Август-язычник, ссылая Назона {24}к диким гетам, не запретил ему писатьи рисовать.А христианин Н[иколай] запретил мне то и другое. Оба палачи. Но один из них палач-христианин, и христианин девятнадцатого века, в глазах которого выросло огромнейшее государство в мире, выросло на началах христовой заповеди. Флорентийская республика — полудикая, исступленная средневековая христианка, но все-таки, как материальная христианка, она поступила с своим строптивым гражданином Дантом Алигиери {25}. Боже меня сохрани от всякого сравнения себя с этими великомучениками и светочами человечества. Я только сравниваю материального, грубого язычника и полуозаренную средневековую христианку с христианином девятнадцатого века.

Не знаю наверное, чему я обязан, что меня в продолжение десяти лет не возвели даже в чин унтер-офицера. Упорной ли антипатии, которую я питаю к сему привилегированному сословию? Или своему невозмутимому хохлацкому упрямству? И тому и другому, кажется. В незабвенный день объявления мне конфирмации я сказал себе, что из меня не сделают солдата. Так и не сделали. Я не только глубоко, даже и поверхностно не изучил ни одного ружейного приема. И это льстит моему самолюбию. Ребячество, и ничего больше.
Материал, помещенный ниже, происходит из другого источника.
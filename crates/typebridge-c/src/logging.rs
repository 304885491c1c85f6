// SPDX-License-Identifier: Apache-2.0 OR MIT
// Copyright (c) 2025-2026 naskel.com

//! Logging initialization for the typebridge C surface

use std::os::raw::c_char;

use crate::{error, str_arg, TbStatus};

/// Log level for typebridge logging
#[repr(C)]
#[derive(Debug, Clone, Copy, PartialEq, Eq)]
pub enum TbLogLevel {
    TbLogOff = 0,
    TbLogError = 1,
    TbLogWarn = 2,
    TbLogInfo = 3,
    TbLogDebug = 4,
    TbLogTrace = 5,
}

impl From<TbLogLevel> for log::LevelFilter {
    fn from(level: TbLogLevel) -> Self {
        match level {
            TbLogLevel::TbLogOff => log::LevelFilter::Off,
            TbLogLevel::TbLogError => log::LevelFilter::Error,
            TbLogLevel::TbLogWarn => log::LevelFilter::Warn,
            TbLogLevel::TbLogInfo => log::LevelFilter::Info,
            TbLogLevel::TbLogDebug => log::LevelFilter::Debug,
            TbLogLevel::TbLogTrace => log::LevelFilter::Trace,
        }
    }
}

fn already_initialized() -> TbStatus {
    error::fail_status(
        TbStatus::TbAlreadyInitialized,
        "logger already initialized".into(),
    )
}

/// Initialize console logging at `level`.
///
/// # Returns
/// `TbStatus::TbOk` on success, `TbStatus::TbAlreadyInitialized` if a
/// logger is already installed.
///
/// # Example (C)
/// ```c
/// tb_logging_init(TB_LOG_INFO);
/// ```
#[no_mangle]
pub extern "C" fn tb_logging_init(level: TbLogLevel) -> TbStatus {
    let filter: log::LevelFilter = level.into();

    match env_logger::Builder::new()
        .filter_level(filter)
        .format_timestamp_millis()
        .try_init()
    {
        Ok(()) => TbStatus::TbOk,
        Err(_) => already_initialized(),
    }
}

/// Initialize logging from `RUST_LOG`, falling back to `default_level`.
#[no_mangle]
pub extern "C" fn tb_logging_init_env(default_level: TbLogLevel) -> TbStatus {
    let filter: log::LevelFilter = default_level.into();

    match env_logger::Builder::from_env(
        env_logger::Env::default().default_filter_or(filter.to_string()),
    )
    .format_timestamp_millis()
    .try_init()
    {
        Ok(()) => TbStatus::TbOk,
        Err(_) => already_initialized(),
    }
}

/// Initialize logging with an `env_logger` filter string.
///
/// # Safety
/// - `filter` must be a valid null-terminated C string.
///
/// # Example (C)
/// ```c
/// tb_logging_init_with_filter("typebridge=debug,warn");
/// ```
#[no_mangle]
pub unsafe extern "C" fn tb_logging_init_with_filter(filter: *const c_char) -> TbStatus {
    let filter = match str_arg(filter, "log filter") {
        Ok(filter) => filter,
        Err(status) => return status,
    };

    match env_logger::Builder::new()
        .parse_filters(filter)
        .format_timestamp_millis()
        .try_init()
    {
        Ok(()) => TbStatus::TbOk,
        Err(_) => already_initialized(),
    }
}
Майор Мешков {26}, желая задеть меня за живое, сказал однажды мне, что я, когда буду офицером, то не буду уметь в порядочную гостиную войти, если не выучусь, как следует бравому солдату, вытягивать носка. Меня, однакож, это не задело за живое. И бравый солдат мне казался менее осла похожим на человека. Почему я и мысли боялся быть похожим на бравого солдата.
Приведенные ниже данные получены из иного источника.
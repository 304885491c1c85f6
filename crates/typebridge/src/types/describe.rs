// SPDX-License-Identifier: Apache-2.0 OR MIT
// Copyright (c) 2025-2026 naskel.com

//! The fixed native-type to descriptor table.

use super::{Complex, ComplexComponent, OuterType, TypeDescriptor};
use crate::future::SharedFuture;
use dashmap::DashMap;
use std::any::TypeId;
use std::collections::HashMap;
use std::hash::Hash;
use std::sync::{Arc, OnceLock};

/// A native type that has a [`TypeDescriptor`].
///
/// Implemented for every supported shape; user structs and enums get it from
/// `#[derive(Reflect)]`. Using a type without an implementation as a field,
/// parameter or return type does not compile.
pub trait Describe: Clone + 'static {
    /// Build a fresh descriptor. Prefer [`descriptor_of`], which caches.
    fn describe() -> TypeDescriptor;
}

fn cache() -> &'static DashMap<TypeId, Arc<TypeDescriptor>> {
    static CACHE: OnceLock<DashMap<TypeId, Arc<TypeDescriptor>>> = OnceLock::new();
    CACHE.get_or_init(DashMap::new)
}

/// Shared descriptor for `T`, built on first use.
pub fn descriptor_of<T: Describe>() -> Arc<TypeDescriptor> {
    let id = TypeId::of::<T>();
    if let Some(desc) = cache().get(&id) {
        return Arc::clone(&desc);
    }
    // Built without holding a shard guard: `describe` recurses into
    // `descriptor_of` for child types.
    let built = Arc::new(T::describe());
    Arc::clone(&cache().entry(id).or_insert(built))
}

macro_rules! describe_primitive {
    ($($ty:ty => $outer:ident),* $(,)?) => {
        $(
            impl Describe for $ty {
                fn describe() -> TypeDescriptor {
                    TypeDescriptor::primitive::<$ty>(stringify!($ty), OuterType::$outer)
                }
            }
        )*
    };
}

describe_primitive! {
    bool => Bool,
    i8 => I8,
    i16 => I16,
    i32 => I32,
    i64 => I64,
    u8 => U8,
    u16 => U16,
    u32 => U32,
    u64 => U64,
    f32 => F32,
    f64 => F64,
}

impl Describe for String {
    fn describe() -> TypeDescriptor {
        TypeDescriptor::string()
    }
}

impl<T: ComplexComponent> Describe for Complex<T> {
    fn describe() -> TypeDescriptor {
        TypeDescriptor::complex::<T>()
    }
}

impl<T: Describe> Describe for Vec<T> {
    fn describe() -> TypeDescriptor {
        TypeDescriptor::vector::<T>()
    }
}

impl<K, V> Describe for HashMap<K, V>
where
    K: Describe + Eq + Hash,
    V: Describe,
{
    fn describe() -> TypeDescriptor {
        TypeDescriptor::unordered_map::<K, V>()
    }
}

impl<T: Describe> Describe for Option<T> {
    fn describe() -> TypeDescriptor {
        TypeDescriptor::optional::<T>()
    }
}

impl<T: Describe> Describe for SharedFuture<T> {
    fn describe() -> TypeDescriptor {
        TypeDescriptor::shared_future::<T>()
    }
}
Вторая и не менее важная причина моего неповышения. Бездушному сатрапу и наперснику царя {27}пригрезилось, что я освобожден от крепостного состояния и воспитан на счет царя, и в знак благодарности нарисовал карикатуру своего благодетеля. Так пускай, дескать, казнится неблагодарный. Откуда эта нелепая басня {28}— не знаю. Знаю только, что она мне не дешево обошлась. Надо думать, что басня эта сплелась на конфирмации, где в заключении приговора сказано: «Строжайше запретить писать и рисовать».Писать запрещено за возмутительные стихи на малороссийском языке. А рисовать — и сам верховный судия не знает, за что запрещено. А просвещенный блюститель царских повелений непоясненное в приговоре сам пояснил, да и прихлопнул меня своим бездушным всемогуществом. Холодное, развращенное сердце. И этот гнилой старый развратник пользуется здесь славою щедрого и великодушного благодетеля края. Как близоруки или, лучше сказать, как подлы эти гнусные славельщики. Сатрап грабит вверенный ему край и дарит своим распутным прелестницам десятитысячные фермуары, а они прославляют его щедрость и благодеяния. Мерзавцы!

20 [июня]

Сегодня рота придет в Гурьев, а по случаю полноводия в Урале она пройдет прямо на Стрелецкую косу и сегодня же сядет на пароход. Завтра рано пароход подымет якорь и послезавтра высадит роту в Новопетровской гавани. Держись, наша официя! Гроза, гроза ужасная близится. Батальонный командир, подобно тучегонителю Крониону {29}, грядет на тебя во облаце мрачне, в том числе и на нас бессловесных. В ожидании сего грозного судии и карателя пропившиеся до снаги блажат и умоляют эскулапа выдумать и форменно засвидетельствовать их небывалые немощи душевные и телесные, и паче душевные, и тем спасти их от праведного суда громоносного Крониона. Но мрачный эскулап неумолим. И только нашего брата солдата, также пропившегося до снаги и не имеющего в чем явиться пред лицо отца-командира, Никольский кладет на койки и приписывает слабительное. Непопулярный эскулап наш намерен сделаться популярным коновалом. Сегодня не без видимого удовольствия сказал смотритель полугоспиталя, что на его попечение, то есть продовольствие, прибыло семнадцать жильцов. Следовательно, рубль семь гривен в продолжение суток в кармане, не считая отопления и освещения. Не здесь ли скрывается и причина великодушия нашего эскулапа? Шепнуть разве Нагаеву {30}и другим, чающим и не могущим вымолить защиты у жестокосердого эскулапа.